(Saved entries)
★ ★ ★ ★ ★

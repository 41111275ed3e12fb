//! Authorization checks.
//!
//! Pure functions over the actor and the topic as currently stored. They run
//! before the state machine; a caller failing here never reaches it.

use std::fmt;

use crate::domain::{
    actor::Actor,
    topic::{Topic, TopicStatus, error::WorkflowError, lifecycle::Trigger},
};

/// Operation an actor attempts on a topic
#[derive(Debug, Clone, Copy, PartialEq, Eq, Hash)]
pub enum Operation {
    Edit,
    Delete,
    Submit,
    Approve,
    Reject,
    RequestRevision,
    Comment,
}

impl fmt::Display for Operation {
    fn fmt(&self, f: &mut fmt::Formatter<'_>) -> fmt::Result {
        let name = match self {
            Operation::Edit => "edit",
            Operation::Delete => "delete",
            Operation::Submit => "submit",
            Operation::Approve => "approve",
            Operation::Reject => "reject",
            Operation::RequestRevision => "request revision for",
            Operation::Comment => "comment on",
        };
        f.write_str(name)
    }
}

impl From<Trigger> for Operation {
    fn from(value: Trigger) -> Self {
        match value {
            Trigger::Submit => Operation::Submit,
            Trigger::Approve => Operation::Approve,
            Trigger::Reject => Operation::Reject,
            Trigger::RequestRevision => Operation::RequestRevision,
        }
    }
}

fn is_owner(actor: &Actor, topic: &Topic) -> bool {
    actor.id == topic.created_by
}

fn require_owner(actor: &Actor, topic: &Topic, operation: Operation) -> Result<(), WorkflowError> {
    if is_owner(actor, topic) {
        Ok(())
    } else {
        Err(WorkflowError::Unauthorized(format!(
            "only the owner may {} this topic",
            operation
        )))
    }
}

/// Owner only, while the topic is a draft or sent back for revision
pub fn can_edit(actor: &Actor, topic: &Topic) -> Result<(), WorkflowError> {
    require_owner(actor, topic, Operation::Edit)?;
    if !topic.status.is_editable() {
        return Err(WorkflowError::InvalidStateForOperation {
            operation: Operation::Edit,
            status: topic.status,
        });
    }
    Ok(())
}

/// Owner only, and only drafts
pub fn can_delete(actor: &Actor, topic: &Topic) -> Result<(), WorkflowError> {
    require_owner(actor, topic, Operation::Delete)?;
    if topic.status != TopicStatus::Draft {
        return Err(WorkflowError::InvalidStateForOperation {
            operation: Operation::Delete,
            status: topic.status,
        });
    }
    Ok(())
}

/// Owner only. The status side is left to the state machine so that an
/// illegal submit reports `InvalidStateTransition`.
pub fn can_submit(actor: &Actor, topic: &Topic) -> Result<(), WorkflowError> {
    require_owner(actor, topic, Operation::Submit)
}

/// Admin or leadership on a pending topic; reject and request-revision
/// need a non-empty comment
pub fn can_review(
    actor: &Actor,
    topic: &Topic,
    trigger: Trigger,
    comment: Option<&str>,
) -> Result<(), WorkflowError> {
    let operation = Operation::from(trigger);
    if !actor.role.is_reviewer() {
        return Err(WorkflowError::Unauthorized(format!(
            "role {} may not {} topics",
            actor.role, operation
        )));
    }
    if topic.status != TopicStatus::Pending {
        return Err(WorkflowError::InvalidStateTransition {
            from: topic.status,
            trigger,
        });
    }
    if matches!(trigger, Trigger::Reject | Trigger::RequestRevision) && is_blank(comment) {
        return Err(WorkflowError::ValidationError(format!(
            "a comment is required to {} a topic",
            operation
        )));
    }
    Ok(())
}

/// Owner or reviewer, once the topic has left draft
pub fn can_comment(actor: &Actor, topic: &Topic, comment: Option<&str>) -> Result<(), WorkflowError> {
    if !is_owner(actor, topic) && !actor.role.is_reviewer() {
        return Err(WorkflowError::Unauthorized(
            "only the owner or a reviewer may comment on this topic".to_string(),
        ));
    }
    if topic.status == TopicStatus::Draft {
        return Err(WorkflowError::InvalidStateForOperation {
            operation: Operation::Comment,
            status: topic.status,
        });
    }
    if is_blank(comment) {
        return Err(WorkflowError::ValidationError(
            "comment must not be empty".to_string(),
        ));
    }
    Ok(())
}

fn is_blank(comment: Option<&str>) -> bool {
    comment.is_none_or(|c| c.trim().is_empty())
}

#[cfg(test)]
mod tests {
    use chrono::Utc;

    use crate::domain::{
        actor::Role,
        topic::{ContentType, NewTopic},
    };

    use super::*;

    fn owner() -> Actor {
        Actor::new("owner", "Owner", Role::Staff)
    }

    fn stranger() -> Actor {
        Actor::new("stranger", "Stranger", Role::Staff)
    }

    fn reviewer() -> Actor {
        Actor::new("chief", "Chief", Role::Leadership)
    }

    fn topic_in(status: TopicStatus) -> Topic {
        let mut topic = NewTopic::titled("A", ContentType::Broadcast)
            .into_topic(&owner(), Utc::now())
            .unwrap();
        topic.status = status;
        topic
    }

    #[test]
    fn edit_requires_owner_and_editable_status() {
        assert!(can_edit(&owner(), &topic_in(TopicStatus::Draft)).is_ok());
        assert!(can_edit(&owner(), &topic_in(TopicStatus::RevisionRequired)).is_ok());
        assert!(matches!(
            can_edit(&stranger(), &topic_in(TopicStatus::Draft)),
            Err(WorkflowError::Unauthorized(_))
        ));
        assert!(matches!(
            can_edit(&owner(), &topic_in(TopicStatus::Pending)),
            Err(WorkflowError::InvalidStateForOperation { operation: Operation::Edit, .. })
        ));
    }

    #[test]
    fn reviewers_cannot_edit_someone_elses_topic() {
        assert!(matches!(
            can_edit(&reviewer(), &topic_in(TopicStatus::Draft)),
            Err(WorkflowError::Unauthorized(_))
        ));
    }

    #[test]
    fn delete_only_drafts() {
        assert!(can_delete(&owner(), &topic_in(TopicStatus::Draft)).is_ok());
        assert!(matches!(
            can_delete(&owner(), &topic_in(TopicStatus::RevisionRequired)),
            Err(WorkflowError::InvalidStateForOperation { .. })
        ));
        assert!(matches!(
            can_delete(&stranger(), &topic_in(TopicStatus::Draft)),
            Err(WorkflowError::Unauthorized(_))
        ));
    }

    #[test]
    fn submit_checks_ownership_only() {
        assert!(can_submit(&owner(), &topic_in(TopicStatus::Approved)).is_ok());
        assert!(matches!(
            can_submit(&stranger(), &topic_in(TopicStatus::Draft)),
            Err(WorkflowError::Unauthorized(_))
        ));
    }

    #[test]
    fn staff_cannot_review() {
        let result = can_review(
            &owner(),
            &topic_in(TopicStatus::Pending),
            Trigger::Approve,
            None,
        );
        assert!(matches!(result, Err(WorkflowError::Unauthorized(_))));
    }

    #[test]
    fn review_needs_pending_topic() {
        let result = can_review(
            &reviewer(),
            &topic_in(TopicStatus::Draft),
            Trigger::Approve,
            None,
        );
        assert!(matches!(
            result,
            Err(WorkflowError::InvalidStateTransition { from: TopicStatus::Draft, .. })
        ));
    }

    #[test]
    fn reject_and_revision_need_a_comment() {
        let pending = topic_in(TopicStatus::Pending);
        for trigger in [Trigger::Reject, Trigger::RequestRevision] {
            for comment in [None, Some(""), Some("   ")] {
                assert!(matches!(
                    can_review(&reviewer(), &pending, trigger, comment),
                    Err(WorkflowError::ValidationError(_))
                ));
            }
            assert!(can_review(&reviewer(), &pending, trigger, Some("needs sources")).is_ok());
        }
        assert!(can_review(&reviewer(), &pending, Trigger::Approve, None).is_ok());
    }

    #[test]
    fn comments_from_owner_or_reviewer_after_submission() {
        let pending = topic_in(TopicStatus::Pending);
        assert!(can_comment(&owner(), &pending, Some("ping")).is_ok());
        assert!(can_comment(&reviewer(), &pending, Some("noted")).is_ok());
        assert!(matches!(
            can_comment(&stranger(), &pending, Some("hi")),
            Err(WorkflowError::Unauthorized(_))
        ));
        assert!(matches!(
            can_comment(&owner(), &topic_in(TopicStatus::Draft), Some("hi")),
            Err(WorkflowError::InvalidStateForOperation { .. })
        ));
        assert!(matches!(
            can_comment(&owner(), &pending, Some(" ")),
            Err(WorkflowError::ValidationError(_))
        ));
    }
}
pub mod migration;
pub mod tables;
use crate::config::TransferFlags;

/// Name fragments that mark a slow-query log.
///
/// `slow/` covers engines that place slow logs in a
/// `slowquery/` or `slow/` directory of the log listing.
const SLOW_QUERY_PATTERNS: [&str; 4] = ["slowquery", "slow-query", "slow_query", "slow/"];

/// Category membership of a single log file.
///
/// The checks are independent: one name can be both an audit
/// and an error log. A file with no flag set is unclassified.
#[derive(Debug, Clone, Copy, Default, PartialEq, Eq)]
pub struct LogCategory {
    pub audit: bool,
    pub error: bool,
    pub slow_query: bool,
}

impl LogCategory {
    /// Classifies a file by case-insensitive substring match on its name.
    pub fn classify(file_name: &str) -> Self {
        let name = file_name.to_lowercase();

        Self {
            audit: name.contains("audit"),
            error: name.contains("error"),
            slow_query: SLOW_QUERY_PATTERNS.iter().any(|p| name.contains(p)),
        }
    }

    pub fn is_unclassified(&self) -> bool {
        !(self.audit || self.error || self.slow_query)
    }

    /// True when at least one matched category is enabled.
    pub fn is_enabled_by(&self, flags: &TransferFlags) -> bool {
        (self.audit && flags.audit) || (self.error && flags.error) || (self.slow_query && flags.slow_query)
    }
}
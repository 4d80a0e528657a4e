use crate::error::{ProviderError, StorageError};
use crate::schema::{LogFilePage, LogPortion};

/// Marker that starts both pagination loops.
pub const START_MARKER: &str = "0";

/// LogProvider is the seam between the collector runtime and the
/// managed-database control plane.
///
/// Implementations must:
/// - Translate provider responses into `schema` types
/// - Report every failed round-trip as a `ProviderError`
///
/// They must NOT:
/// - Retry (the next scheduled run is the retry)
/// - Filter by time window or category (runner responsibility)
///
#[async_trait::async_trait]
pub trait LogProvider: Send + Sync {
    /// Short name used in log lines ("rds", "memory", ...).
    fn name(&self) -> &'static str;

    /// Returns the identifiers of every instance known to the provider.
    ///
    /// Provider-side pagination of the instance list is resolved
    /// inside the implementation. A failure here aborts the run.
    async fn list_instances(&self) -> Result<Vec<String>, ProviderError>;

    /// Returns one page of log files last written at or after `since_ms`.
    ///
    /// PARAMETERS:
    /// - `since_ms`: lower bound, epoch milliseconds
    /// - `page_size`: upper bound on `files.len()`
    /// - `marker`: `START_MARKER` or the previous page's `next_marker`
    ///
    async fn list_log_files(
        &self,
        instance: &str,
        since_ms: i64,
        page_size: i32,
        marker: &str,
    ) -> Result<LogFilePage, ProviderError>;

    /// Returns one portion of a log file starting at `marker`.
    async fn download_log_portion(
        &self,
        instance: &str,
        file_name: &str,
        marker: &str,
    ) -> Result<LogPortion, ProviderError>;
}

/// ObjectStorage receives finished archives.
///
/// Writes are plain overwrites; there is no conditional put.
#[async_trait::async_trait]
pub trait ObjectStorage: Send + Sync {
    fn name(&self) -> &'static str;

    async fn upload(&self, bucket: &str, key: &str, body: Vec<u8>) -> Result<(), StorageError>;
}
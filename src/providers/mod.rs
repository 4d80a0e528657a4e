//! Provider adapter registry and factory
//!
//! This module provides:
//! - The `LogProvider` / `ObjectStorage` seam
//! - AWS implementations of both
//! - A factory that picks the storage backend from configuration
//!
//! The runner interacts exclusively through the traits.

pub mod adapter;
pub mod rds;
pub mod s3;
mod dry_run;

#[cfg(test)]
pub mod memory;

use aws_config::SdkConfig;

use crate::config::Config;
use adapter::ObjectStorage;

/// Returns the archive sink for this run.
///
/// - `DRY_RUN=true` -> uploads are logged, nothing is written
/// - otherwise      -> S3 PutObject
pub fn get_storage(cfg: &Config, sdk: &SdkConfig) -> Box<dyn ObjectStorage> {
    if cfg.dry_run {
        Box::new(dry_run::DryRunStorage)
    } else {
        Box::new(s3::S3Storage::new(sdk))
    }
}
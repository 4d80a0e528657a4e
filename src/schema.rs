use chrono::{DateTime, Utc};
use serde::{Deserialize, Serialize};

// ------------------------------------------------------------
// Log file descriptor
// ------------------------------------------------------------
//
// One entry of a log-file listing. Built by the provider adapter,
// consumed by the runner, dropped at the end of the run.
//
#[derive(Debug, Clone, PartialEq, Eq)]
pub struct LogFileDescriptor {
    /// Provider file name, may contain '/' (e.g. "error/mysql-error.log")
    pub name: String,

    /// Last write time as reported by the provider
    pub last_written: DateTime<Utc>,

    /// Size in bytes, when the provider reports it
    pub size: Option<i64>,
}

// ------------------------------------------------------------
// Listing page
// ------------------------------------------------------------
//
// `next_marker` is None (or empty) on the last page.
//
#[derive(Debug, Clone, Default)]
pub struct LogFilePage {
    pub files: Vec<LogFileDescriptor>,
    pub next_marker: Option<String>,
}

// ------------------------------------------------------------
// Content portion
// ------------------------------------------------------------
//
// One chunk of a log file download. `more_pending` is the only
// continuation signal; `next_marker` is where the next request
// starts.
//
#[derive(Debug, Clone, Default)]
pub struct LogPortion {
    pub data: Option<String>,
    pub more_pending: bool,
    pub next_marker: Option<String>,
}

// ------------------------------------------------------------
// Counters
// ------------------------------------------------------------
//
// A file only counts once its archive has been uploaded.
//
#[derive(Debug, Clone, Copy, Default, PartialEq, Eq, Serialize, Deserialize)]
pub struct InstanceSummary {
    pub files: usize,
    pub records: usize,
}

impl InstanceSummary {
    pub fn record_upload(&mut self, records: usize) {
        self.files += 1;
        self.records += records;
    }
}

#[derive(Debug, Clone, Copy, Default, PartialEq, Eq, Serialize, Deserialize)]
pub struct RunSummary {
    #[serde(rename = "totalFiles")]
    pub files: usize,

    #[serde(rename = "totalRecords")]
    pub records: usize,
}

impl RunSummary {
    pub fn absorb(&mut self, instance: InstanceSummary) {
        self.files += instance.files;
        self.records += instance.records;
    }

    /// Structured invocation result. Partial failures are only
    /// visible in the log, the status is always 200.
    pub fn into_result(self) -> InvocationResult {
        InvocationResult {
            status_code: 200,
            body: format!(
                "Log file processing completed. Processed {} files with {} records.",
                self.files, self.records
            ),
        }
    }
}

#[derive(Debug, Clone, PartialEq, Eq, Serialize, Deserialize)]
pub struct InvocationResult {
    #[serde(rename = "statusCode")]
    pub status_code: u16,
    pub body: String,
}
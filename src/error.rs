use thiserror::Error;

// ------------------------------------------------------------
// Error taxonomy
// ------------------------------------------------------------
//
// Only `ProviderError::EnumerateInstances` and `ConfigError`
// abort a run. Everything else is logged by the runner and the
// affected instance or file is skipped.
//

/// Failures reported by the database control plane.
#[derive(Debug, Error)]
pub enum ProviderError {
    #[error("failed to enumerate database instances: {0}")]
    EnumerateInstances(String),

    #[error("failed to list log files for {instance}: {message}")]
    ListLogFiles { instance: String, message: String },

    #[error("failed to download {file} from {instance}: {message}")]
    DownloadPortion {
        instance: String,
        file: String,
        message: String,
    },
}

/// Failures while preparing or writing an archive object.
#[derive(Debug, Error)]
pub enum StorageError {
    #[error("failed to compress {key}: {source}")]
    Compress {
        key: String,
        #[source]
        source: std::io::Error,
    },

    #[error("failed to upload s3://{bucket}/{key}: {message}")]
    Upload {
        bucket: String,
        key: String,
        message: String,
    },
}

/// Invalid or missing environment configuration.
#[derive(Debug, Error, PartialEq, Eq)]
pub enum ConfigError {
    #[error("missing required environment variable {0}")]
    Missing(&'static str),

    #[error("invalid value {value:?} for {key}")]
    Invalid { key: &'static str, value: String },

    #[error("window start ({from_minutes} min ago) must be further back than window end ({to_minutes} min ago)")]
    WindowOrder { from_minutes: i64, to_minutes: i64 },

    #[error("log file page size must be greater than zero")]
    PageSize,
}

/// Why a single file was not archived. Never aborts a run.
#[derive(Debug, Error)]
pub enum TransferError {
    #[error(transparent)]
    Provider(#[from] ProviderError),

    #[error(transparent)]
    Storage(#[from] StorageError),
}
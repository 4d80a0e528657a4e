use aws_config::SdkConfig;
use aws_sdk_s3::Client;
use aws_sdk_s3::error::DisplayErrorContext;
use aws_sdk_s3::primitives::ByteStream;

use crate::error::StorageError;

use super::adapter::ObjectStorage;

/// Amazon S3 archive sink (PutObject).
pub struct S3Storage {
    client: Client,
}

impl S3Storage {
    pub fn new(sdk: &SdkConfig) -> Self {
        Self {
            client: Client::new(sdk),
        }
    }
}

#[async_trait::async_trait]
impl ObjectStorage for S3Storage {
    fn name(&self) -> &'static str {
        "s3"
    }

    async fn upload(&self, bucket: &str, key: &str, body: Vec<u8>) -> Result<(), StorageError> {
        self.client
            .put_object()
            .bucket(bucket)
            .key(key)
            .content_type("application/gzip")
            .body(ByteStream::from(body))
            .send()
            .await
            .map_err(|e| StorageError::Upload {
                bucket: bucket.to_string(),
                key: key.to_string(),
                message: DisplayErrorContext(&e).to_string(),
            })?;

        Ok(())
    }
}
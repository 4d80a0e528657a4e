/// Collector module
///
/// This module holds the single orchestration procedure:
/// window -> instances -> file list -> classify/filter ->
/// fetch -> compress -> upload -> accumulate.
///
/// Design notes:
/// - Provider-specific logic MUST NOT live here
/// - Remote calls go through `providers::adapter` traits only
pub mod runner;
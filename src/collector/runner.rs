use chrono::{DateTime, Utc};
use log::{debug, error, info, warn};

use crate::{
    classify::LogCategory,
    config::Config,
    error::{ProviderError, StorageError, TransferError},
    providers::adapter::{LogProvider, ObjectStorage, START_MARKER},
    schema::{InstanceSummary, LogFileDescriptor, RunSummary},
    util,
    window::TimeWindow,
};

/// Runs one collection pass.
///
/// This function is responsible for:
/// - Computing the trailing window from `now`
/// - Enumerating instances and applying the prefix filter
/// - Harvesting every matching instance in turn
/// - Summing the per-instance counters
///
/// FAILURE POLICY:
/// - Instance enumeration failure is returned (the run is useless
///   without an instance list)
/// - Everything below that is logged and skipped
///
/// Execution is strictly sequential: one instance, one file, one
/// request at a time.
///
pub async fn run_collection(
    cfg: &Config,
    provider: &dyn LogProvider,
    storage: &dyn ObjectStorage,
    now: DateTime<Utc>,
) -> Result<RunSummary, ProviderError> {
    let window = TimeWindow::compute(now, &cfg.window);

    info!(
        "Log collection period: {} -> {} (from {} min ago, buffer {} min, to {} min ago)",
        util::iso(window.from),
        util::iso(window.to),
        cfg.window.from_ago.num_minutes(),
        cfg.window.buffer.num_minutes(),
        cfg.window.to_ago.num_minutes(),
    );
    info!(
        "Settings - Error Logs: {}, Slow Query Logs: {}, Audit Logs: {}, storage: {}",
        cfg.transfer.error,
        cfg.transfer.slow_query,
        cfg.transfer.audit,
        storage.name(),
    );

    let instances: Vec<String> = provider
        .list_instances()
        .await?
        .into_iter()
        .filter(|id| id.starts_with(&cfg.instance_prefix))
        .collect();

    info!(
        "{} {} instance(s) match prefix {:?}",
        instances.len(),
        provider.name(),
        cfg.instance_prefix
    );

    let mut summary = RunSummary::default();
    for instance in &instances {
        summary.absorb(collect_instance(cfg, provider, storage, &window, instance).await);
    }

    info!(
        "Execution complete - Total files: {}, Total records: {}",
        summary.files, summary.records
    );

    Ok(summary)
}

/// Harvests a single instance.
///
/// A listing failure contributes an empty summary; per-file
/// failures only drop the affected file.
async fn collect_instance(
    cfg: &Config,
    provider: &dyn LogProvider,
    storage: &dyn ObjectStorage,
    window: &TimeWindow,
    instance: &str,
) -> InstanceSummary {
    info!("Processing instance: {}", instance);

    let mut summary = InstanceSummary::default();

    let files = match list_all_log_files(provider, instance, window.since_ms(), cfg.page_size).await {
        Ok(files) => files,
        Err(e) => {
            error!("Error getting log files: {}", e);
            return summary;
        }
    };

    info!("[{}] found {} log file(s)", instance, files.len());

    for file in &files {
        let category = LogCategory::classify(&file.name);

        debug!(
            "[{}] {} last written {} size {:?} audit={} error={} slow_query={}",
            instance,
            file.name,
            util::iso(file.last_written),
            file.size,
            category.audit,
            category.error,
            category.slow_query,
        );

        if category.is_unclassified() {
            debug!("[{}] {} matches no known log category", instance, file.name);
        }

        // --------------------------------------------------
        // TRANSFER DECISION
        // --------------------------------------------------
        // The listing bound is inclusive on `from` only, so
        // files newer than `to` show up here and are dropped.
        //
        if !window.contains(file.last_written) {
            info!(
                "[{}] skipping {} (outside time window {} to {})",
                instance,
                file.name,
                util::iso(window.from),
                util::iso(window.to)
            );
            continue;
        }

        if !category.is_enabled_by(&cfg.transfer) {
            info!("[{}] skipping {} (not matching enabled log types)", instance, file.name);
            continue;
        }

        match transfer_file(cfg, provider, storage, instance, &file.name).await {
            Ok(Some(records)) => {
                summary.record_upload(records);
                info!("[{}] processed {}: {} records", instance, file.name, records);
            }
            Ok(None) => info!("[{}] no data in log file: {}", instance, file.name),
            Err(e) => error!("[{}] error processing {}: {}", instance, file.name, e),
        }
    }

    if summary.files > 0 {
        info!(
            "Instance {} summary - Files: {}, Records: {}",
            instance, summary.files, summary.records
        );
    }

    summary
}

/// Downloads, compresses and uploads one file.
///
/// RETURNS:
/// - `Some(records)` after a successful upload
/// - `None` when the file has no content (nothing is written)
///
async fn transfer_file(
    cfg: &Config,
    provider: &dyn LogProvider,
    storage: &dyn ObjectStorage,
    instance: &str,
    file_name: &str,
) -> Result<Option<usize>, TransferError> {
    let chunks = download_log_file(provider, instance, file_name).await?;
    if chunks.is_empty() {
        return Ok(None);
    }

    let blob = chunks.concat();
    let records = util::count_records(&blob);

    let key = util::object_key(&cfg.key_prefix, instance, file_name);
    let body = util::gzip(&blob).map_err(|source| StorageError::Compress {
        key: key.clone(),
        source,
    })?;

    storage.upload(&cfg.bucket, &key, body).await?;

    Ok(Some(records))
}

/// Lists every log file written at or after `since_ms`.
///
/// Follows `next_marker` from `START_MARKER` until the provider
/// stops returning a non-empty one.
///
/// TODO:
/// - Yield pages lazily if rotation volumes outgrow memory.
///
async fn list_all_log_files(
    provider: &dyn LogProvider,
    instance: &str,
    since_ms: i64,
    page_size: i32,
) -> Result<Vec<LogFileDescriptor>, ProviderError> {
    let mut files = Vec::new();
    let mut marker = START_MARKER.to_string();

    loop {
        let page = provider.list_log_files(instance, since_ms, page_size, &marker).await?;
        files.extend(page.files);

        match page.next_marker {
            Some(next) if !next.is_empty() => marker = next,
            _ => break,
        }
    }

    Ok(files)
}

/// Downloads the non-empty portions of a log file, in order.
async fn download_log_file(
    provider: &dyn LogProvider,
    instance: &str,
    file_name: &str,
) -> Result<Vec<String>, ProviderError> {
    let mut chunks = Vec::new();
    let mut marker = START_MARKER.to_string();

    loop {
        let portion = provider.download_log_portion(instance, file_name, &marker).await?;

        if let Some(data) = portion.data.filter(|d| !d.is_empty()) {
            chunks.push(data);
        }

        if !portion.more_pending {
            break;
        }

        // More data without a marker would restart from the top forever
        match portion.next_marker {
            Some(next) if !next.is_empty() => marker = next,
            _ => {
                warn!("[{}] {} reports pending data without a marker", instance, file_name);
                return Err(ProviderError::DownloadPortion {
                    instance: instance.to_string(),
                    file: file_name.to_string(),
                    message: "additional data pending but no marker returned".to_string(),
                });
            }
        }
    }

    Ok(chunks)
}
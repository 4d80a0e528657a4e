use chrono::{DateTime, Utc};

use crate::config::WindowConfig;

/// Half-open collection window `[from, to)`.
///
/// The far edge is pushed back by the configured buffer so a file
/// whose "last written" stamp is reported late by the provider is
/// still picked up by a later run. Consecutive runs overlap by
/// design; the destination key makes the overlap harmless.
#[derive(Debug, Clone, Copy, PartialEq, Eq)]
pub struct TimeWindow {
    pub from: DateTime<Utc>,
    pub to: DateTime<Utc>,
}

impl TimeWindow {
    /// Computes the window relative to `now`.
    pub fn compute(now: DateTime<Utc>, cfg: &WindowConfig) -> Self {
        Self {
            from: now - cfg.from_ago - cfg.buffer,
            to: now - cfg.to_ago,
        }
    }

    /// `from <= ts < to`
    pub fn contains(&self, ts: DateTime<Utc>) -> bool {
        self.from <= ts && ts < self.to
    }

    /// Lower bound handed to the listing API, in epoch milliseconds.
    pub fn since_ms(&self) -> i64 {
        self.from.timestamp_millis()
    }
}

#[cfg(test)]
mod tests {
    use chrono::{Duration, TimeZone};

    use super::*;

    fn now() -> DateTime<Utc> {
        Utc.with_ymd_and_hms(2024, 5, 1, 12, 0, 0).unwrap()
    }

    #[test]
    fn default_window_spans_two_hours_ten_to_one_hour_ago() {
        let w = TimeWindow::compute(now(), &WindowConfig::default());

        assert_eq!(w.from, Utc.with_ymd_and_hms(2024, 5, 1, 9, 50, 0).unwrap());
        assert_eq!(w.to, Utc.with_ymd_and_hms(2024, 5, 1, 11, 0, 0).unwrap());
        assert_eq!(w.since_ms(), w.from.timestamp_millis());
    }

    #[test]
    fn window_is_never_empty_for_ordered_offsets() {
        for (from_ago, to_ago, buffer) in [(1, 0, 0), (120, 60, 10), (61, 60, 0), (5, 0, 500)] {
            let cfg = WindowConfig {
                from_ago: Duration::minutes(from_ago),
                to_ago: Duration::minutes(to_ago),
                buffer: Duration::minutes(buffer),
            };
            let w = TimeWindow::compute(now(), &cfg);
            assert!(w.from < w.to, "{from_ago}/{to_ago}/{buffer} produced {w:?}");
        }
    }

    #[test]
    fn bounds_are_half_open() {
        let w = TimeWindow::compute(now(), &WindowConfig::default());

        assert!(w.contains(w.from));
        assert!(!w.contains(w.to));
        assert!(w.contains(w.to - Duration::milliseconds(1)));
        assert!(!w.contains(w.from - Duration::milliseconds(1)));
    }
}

★ ★ ★ ★ ★

■ **What the task asks**: If a line in the records contains the word "that", copy it out.

■ **Task result**:
/// Owner only. The status side is left to the state machine so that an
/// Name fragments that mark a slow-query log.
/// `slow/` covers engines that place slow logs in a
/// Marker that starts both pagination loops.
//! - A factory that picks the storage backend from configuration
/// - Everything below that is logged and skipped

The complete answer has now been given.